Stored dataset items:
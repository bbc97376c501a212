use std::time::Duration;

use serde::{Deserialize, Serialize};
use tether_core::{Endpoints, InstallRequest};
use tether_platform::AppPaths;

#[derive(Debug, Clone, Serialize, Deserialize)]
pub struct Settings {
    #[serde(default = "default_channel")]
    pub channel: String,
    /// `0` follows the newest published version.
    #[serde(default)]
    pub game_version: u32,
    #[serde(default = "default_online_fix")]
    pub online_fix: bool,
    /// Nickname passed to the client on `launch`.
    #[serde(default)]
    pub player_name: String,
    #[serde(default)]
    pub debug_logging: bool,
    #[serde(default = "default_max_log_size_bytes")]
    pub max_log_size_bytes: u64,
    #[serde(default = "default_http_timeout")]
    pub http_timeout_secs: u64,
    #[serde(default = "default_connect_timeout")]
    pub connect_timeout_secs: u64,
    #[serde(default = "default_retry_delay")]
    pub retry_delay_ms: u64,
    #[serde(default)]
    pub endpoints: Endpoints,
}

fn default_channel() -> String {
    "release".to_string()
}

fn default_online_fix() -> bool {
    true
}

fn default_max_log_size_bytes() -> u64 {
    5 * 1024 * 1024
}

fn default_http_timeout() -> u64 {
    60
}

fn default_connect_timeout() -> u64 {
    10
}

fn default_retry_delay() -> u64 {
    2000
}

impl Default for Settings {
    fn default() -> Self {
        Self {
            channel: default_channel(),
            game_version: 0,
            online_fix: default_online_fix(),
            player_name: String::new(),
            debug_logging: false,
            max_log_size_bytes: default_max_log_size_bytes(),
            http_timeout_secs: default_http_timeout(),
            connect_timeout_secs: default_connect_timeout(),
            retry_delay_ms: default_retry_delay(),
            endpoints: Endpoints::default(),
        }
    }
}

impl Settings {
    /// Read `settings.json`; a missing or unreadable file yields the defaults.
    pub fn load(paths: &AppPaths) -> Self {
        let settings_path = paths.settings_file();
        if !settings_path.exists() {
            return Self::default();
        }
        match std::fs::read_to_string(&settings_path) {
            Ok(content) => serde_json::from_str(&content).unwrap_or_else(|error| {
                log::warn!(
                    "Ignoring corrupt settings file {}: {error}",
                    settings_path.display()
                );
                Self::default()
            }),
            Err(_) => Self::default(),
        }
    }

    pub fn save(&self, paths: &AppPaths) -> Result<(), std::io::Error> {
        paths.ensure_dirs()?;

        let content = serde_json::to_string_pretty(self)?;
        std::fs::write(paths.settings_file(), content)?;
        Ok(())
    }

    pub fn http_timeout(&self) -> Duration {
        Duration::from_secs(self.http_timeout_secs)
    }

    pub fn connect_timeout(&self) -> Duration {
        Duration::from_secs(self.connect_timeout_secs)
    }

    pub fn retry_delay(&self) -> Duration {
        Duration::from_millis(self.retry_delay_ms)
    }

    /// The install request these settings describe.
    pub fn install_request(&self) -> InstallRequest {
        let request =
            InstallRequest::latest(self.channel.clone()).with_online_fix(self.online_fix);
        if self.game_version == 0 {
            request
        } else {
            request.pinned(self.game_version)
        }
    }
}

#[cfg(test)]
mod tests {
    use serde_json::json;
    use tether_core::Endpoints;
    use tether_platform::AppPaths;

    use super::Settings;

    #[test]
    fn settings_defaults_match_expected_values() {
        let settings = Settings::default();

        assert_eq!(settings.channel, "release");
        assert_eq!(settings.game_version, 0);
        assert!(settings.online_fix);
        assert!(settings.player_name.is_empty());
        assert!(!settings.debug_logging);
        assert_eq!(settings.max_log_size_bytes, 5 * 1024 * 1024);
        assert_eq!(settings.http_timeout_secs, 60);
        assert_eq!(settings.connect_timeout_secs, 10);
        assert_eq!(settings.retry_delay_ms, 2000);
        assert_eq!(settings.endpoints, Endpoints::default());
    }

    #[test]
    fn partial_json_keeps_defaults_for_missing_fields() {
        let value = json!({
            "channel": "beta",
            "endpoints": { "patch_origin": "http://127.0.0.1:8080/patches" }
        });

        let settings: Settings =
            serde_json::from_value(value).expect("settings JSON should deserialize");

        assert_eq!(settings.channel, "beta");
        assert!(settings.online_fix);
        assert_eq!(settings.endpoints.patch_origin, "http://127.0.0.1:8080/patches");
        assert_eq!(
            settings.endpoints.runtime_manifest,
            Endpoints::default().runtime_manifest
        );
    }

    #[test]
    fn load_falls_back_to_defaults_for_missing_or_corrupt_file() {
        let temp = tempfile::tempdir().expect("tempdir should be created");
        let paths = AppPaths::rooted_at(temp.path());

        assert_eq!(Settings::load(&paths).channel, "release");

        paths.ensure_dirs().expect("dirs should be created");
        std::fs::write(paths.settings_file(), "{ not json").expect("settings written");
        assert_eq!(Settings::load(&paths).channel, "release");
    }

    #[test]
    fn save_then_load_preserves_values() {
        let temp = tempfile::tempdir().expect("tempdir should be created");
        let paths = AppPaths::rooted_at(temp.path());
        let settings = Settings {
            channel: "beta".to_string(),
            game_version: 4,
            online_fix: false,
            player_name: "Steve".to_string(),
            ..Settings::default()
        };

        settings.save(&paths).expect("settings should save");
        let loaded = Settings::load(&paths);

        assert_eq!(loaded.channel, "beta");
        assert_eq!(loaded.game_version, 4);
        assert!(!loaded.online_fix);
        assert_eq!(loaded.player_name, "Steve");
    }

    #[test]
    fn install_request_pins_non_zero_version() {
        let latest = Settings::default().install_request();
        assert_eq!(latest.target_version, None);
        assert!(latest.online_fix);

        let pinned = Settings {
            game_version: 12,
            online_fix: false,
            ..Settings::default()
        }
        .install_request();
        assert_eq!(pinned.target_version, Some(12));
        assert!(!pinned.online_fix);
    }
}
use std::path::Path;
use std::process::Command;

fn helper() -> Command {
    Command::new(env!("CARGO_BIN_EXE_tether-update-helper"))
}

#[test]
fn missing_arguments_exit_non_zero() {
    let output = helper().output().expect("helper should start");

    assert!(!output.status.success());
    assert!(!output.stderr.is_empty());
}

#[test]
fn missing_update_fails_without_touching_the_launcher() {
    let temp = tempfile::tempdir().expect("tempdir should be created");
    let old = temp.path().join("tether");
    std::fs::write(&old, b"v1").expect("old build written");

    let output = helper()
        .arg(&old)
        .arg(temp.path().join("absent"))
        .output()
        .expect("helper should start");

    assert_eq!(output.status.code(), Some(1));
    let stderr = String::from_utf8_lossy(&output.stderr);
    assert!(stderr.contains("new executable not found"), "stderr: {stderr}");
    assert_eq!(std::fs::read(&old).expect("old build kept"), b"v1");
    assert!(!temp.path().join("tether.old").exists());
}

#[cfg(unix)]
fn write_script(path: &Path, body: &str) {
    std::fs::write(path, format!("#!/bin/sh\n{body}\n")).expect("script written");
}

#[cfg(unix)]
#[test]
fn swaps_build_and_relaunches_it() {
    let temp = tempfile::tempdir().expect("tempdir should be created");
    let old = temp.path().join("tether");
    let new = temp.path().join("tether-update-2.0.0");
    let marker = temp.path().join("relaunched");
    write_script(&old, "exit 0");
    write_script(&new, &format!("echo v2 > '{}'", marker.display()));

    let output = helper()
        .arg(&old)
        .arg(&new)
        .output()
        .expect("helper should start");

    assert!(
        output.status.success(),
        "stderr: {}",
        String::from_utf8_lossy(&output.stderr)
    );
    assert!(!new.exists());
    assert!(temp.path().join("tether.old").is_file());

    let deadline = std::time::Instant::now() + std::time::Duration::from_secs(10);
    while !marker.exists() {
        assert!(
            std::time::Instant::now() < deadline,
            "relaunched build never ran"
        );
        std::thread::sleep(std::time::Duration::from_millis(50));
    }
}
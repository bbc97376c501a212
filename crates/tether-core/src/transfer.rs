//! Resumable HTTP downloads.
//!
//! A download streams into `<destination>.tmp` and is renamed into place only
//! once the body has been fully received. Retries within one call resume from
//! the partial file with a `Range` request.

use std::path::{Path, PathBuf};
use std::time::{Duration, Instant};

use futures_util::StreamExt;
use log::{debug, info, warn};
use reqwest::StatusCode;
use tokio::io::AsyncWriteExt;
use tokio_util::sync::CancellationToken;

use crate::error::{CoreError, CoreResult, ErrorKind};
use crate::fsutil;
use crate::progress::{PROGRESS_INTERVAL, ProgressBus, ProgressEvent, Stage, Throttle, format_speed};

pub const DEFAULT_ATTEMPTS: u32 = 3;
pub const DEFAULT_RETRY_DELAY: Duration = Duration::from_secs(2);
pub const DEFAULT_CONNECT_TIMEOUT: Duration = Duration::from_secs(10);
pub const DEFAULT_READ_TIMEOUT: Duration = Duration::from_secs(60);

/// Suffix of a download that has not finished yet.
const TEMP_SUFFIX: &str = ".tmp";

/// Build the shared HTTP client.
///
/// There is no overall request timeout: patch files are large, so a stalled
/// transfer is caught by the per-read timeout instead.
///
/// # Errors
/// Returns a network error if the TLS backend cannot be initialised.
pub fn build_client(connect_timeout: Duration, read_timeout: Duration) -> CoreResult<reqwest::Client> {
    reqwest::Client::builder()
        .connect_timeout(connect_timeout)
        .read_timeout(read_timeout)
        .user_agent(format!("tether/{}", env!("CARGO_PKG_VERSION")))
        .build()
        .map_err(|error| CoreError::http("failed to build HTTP client", error))
}

/// What a download is for, as shown to progress subscribers.
#[derive(Debug, Clone)]
pub struct DownloadRequest {
    pub stage: Stage,
    pub label: String,
    /// Share of the stage's 0..=100 range this download occupies.
    pub weight: f64,
}

impl DownloadRequest {
    pub fn new(stage: Stage, label: impl Into<String>) -> Self {
        Self {
            stage,
            label: label.into(),
            weight: 1.0,
        }
    }

    #[must_use]
    pub fn weighted(mut self, weight: f64) -> Self {
        self.weight = weight.clamp(0.0, 1.0);
        self
    }

    fn percent(&self, downloaded: u64, total: Option<u64>) -> f64 {
        match total {
            Some(total) if total > 0 => ratio(downloaded, total) * 100.0 * self.weight,
            _ => 0.0,
        }
    }
}

/// State of one in-flight download attempt.
#[derive(Debug)]
struct TransferJob<'a> {
    destination: &'a Path,
    source_url: &'a str,
    resume_offset: u64,
    total_size: Option<u64>,
    attempt: u32,
}

#[derive(Debug, Clone)]
pub struct Downloader {
    client: reqwest::Client,
    attempts: u32,
    retry_delay: Duration,
}
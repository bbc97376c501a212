use std::ffi::OsStr;
use std::path::Path;
use std::process::Stdio;

use log::debug;

#[cfg(windows)]
use std::os::windows::process::CommandExt;

#[cfg(windows)]
const CREATE_NO_WINDOW: u32 = 0x0800_0000;

#[cfg(windows)]
const CREATE_NEW_PROCESS_GROUP: u32 = 0x0000_0200;

pub trait HideWindow {
    fn hide_window(&mut self) -> &mut Self;
}

impl HideWindow for tokio::process::Command {
    #[cfg(windows)]
    fn hide_window(&mut self) -> &mut Self {
        self.creation_flags(CREATE_NO_WINDOW)
    }

    #[cfg(not(windows))]
    fn hide_window(&mut self) -> &mut Self {
        self
    }
}

impl HideWindow for std::process::Command {
    #[cfg(windows)]
    fn hide_window(&mut self) -> &mut Self {
        self.creation_flags(CREATE_NO_WINDOW)
    }

    #[cfg(not(windows))]
    fn hide_window(&mut self) -> &mut Self {
        self
    }
}

/// Start `program` so that its lifetime is independent of the caller.
///
/// The child gets its own process group, no inherited standard streams, the
/// program's directory as working directory and, on Windows, no console
/// window. The child handle is released immediately: the caller never waits
/// on it.
///
/// # Errors
/// Returns an error if the process cannot be spawned.
pub fn launch_detached<I, S>(program: &Path, args: I) -> std::io::Result<()>
where
    I: IntoIterator<Item = S>,
    S: AsRef<OsStr>,
{
    let mut command = std::process::Command::new(program);
    command
        .args(args)
        .stdin(Stdio::null())
        .stdout(Stdio::null())
        .stderr(Stdio::null());

    if let Some(dir) = program.parent().filter(|dir| !dir.as_os_str().is_empty()) {
        command.current_dir(dir);
    }

    detach(&mut command);

    let child = command.spawn()?;
    debug!("Launched detached process {} ({})", child.id(), program.display());
    // Dropping a std Child neither waits for nor kills it.
    drop(child);
    Ok(())
}

#[cfg(unix)]
fn detach(command: &mut std::process::Command) {
    use std::os::unix::process::CommandExt;
    command.process_group(0);
}

#[cfg(windows)]
fn detach(command: &mut std::process::Command) {
    command.creation_flags(CREATE_NEW_PROCESS_GROUP | CREATE_NO_WINDOW);
}

#[cfg(not(any(unix, windows)))]
fn detach(_command: &mut std::process::Command) {}

#[cfg(test)]
mod tests {
    use super::HideWindow;

    #[test]
    fn std_command_hide_window_is_chainable() {
        let mut cmd = std::process::Command::new("echo");
        let before = &raw mut cmd;
        let after = cmd.hide_window() as *mut std::process::Command;
        assert_eq!(before, after);
    }

    #[test]
    fn tokio_command_hide_window_is_chainable() {
        let mut cmd = tokio::process::Command::new("echo");
        let before = &raw mut cmd;
        let after = cmd.hide_window() as *mut tokio::process::Command;
        assert_eq!(before, after);
    }

    #[cfg(unix)]
    #[test]
    fn launch_detached_runs_program_without_waiting() {
        let temp = tempfile::tempdir().expect("tempdir should be created");
        let marker = temp.path().join("launched");
        let script = temp.path().join("touch.sh");
        std::fs::write(&script, format!("#!/bin/sh\ntouch '{}'\n", marker.display()))
            .expect("script should be written");
        {
            use std::os::unix::fs::PermissionsExt;
            std::fs::set_permissions(&script, std::fs::Permissions::from_mode(0o755))
                .expect("script should be executable");
        }

        super::launch_detached(&script, std::iter::empty::<&str>())
            .expect("detached launch should spawn");

        let deadline = std::time::Instant::now() + std::time::Duration::from_secs(5);
        while !marker.exists() && std::time::Instant::now() < deadline {
            std::thread::sleep(std::time::Duration::from_millis(20));
        }
        assert!(marker.exists(), "detached child should have run");
    }

    #[test]
    fn launch_detached_reports_missing_program() {
        let result = super::launch_detached(
            std::path::Path::new("/definitely/not/a/real/program"),
            ["--flag"],
        );
        assert!(result.is_err());
    }
}
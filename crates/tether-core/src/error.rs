use std::path::Path;

use serde::Serialize;

type BoxedSource = Box<dyn std::error::Error + Send + Sync + 'static>;

/// Coarse classification used by callers to decide how to surface an error.
#[derive(Debug, Clone, Copy, PartialEq, Eq, Hash, Serialize)]
#[serde(rename_all = "snake_case")]
pub enum ErrorKind {
    /// Bad input or an artifact that failed verification.
    Validation,
    /// Unreachable origin, timeout or unexpected HTTP status.
    Network,
    /// Permission, lock or missing path.
    FileSystem,
    /// Patch application failed or the installed tree is incomplete.
    Install,
    /// Another installation already holds the single-flight guard.
    Busy,
    Cancelled,
    Unknown,
}

impl std::fmt::Display for ErrorKind {
    fn fmt(&self, f: &mut std::fmt::Formatter<'_>) -> std::fmt::Result {
        let name = match self {
            Self::Validation => "validation",
            Self::Network => "network",
            Self::FileSystem => "filesystem",
            Self::Install => "install",
            Self::Busy => "busy",
            Self::Cancelled => "cancelled",
            Self::Unknown => "unknown",
        };
        f.write_str(name)
    }
}

/// Error carried across the core.
///
/// Built at the lowest layer that knows what went wrong, then enriched with
/// [`CoreError::context`] as it travels up. Enrichment prepends to the user
/// message and never changes the kind.
#[derive(Debug)]
pub struct CoreError {
    kind: ErrorKind,
    user_message: String,
    technical_detail: Option<String>,
    source: Option<BoxedSource>,
}

/// Serializable form of a [`CoreError`] for structured error events.
#[derive(Debug, Clone, PartialEq, Eq, Serialize)]
pub struct ErrorReport {
    pub kind: ErrorKind,
    pub message: String,
    pub technical: Option<String>,
}

pub type CoreResult<T> = Result<T, CoreError>;

impl CoreError {
    pub fn new(kind: ErrorKind, user_message: impl Into<String>) -> Self {
        Self {
            kind,
            user_message: user_message.into(),
            technical_detail: None,
            source: None,
        }
    }

    pub fn validation(user_message: impl Into<String>) -> Self {
        Self::new(ErrorKind::Validation, user_message)
    }

    pub fn network(user_message: impl Into<String>) -> Self {
        Self::new(ErrorKind::Network, user_message)
    }

    pub fn install(user_message: impl Into<String>) -> Self {
        Self::new(ErrorKind::Install, user_message)
    }

    pub fn busy() -> Self {
        Self::new(ErrorKind::Busy, "installation already in progress")
    }

    pub fn cancelled(operation: &str) -> Self {
        Self::new(ErrorKind::Cancelled, format!("{operation} was cancelled"))
    }

    pub fn http(context: &str, source: reqwest::Error) -> Self {
        let kind = if source.is_decode() {
            ErrorKind::Validation
        } else {
            ErrorKind::Network
        };
        Self::new(kind, context).with_source(source)
    }

    pub fn io(context: &str, source: std::io::Error) -> Self {
        Self::new(ErrorKind::FileSystem, context).with_source(source)
    }

    pub fn io_at(context: &str, path: &Path, source: std::io::Error) -> Self {
        Self::new(ErrorKind::FileSystem, format!("{context}: {}", path.display()))
            .with_source(source)
    }

    pub fn zip(context: &str, source: zip::result::ZipError) -> Self {
        Self::new(ErrorKind::Validation, context).with_source(source)
    }

    pub fn json(context: &str, source: serde_json::Error) -> Self {
        Self::new(ErrorKind::Validation, context).with_source(source)
    }

    #[must_use]
    pub fn with_detail(mut self, detail: impl Into<String>) -> Self {
        self.technical_detail = Some(detail.into());
        self
    }

    #[must_use]
    pub fn with_source<E>(mut self, source: E) -> Self
    where
        E: std::error::Error + Send + Sync + 'static,
    {
        if self.technical_detail.is_none() {
            self.technical_detail = Some(source.to_string());
        }
        self.source = Some(Box::new(source));
        self
    }

    /// Prepend operation context to the user-facing message.
    #[must_use]
    pub fn context(mut self, context: impl std::fmt::Display) -> Self {
        self.user_message = format!("{context}: {}", self.user_message);
        self
    }

    #[must_use]
    pub fn kind(&self) -> ErrorKind {
        self.kind
    }

    #[must_use]
    pub fn user_message(&self) -> &str {
        &self.user_message
    }

    #[must_use]
    pub fn technical_detail(&self) -> Option<&str> {
        self.technical_detail.as_deref()
    }

    #[must_use]
    pub fn report(&self) -> ErrorReport {
        ErrorReport {
            kind: self.kind,
            message: self.user_message.clone(),
            technical: self.technical_detail.clone(),
        }
    }
}

impl std::fmt::Display for CoreError {
    fn fmt(&self, f: &mut std::fmt::Formatter<'_>) -> std::fmt::Result {
        match &self.technical_detail {
            Some(detail) => write!(f, "{}: {detail}", self.user_message),
            None => f.write_str(&self.user_message),
        }
    }
}

impl std::error::Error for CoreError {
    fn source(&self) -> Option<&(dyn std::error::Error + 'static)> {
        self.source
            .as_deref()
            .map(|source| source as &(dyn std::error::Error + 'static))
    }
}

pub trait ResultExt<T> {
    /// Attach step context to the error side of a core result.
    ///
    /// # Errors
    /// Returns the original error, enriched with `context`.
    fn context(self, context: impl std::fmt::Display) -> CoreResult<T>;
}

impl<T> ResultExt<T> for CoreResult<T> {
    fn context(self, context: impl std::fmt::Display) -> CoreResult<T> {
        self.map_err(|error| error.context(context))
    }
}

[PROBLEM DETAILS] Filter the entries down to the lines with the word "ResultExt" in them, and copy those lines.

[SOLUTION TO THIS TASK]
pub trait ResultExt<T> {
impl<T> ResultExt<T> for CoreResult<T> {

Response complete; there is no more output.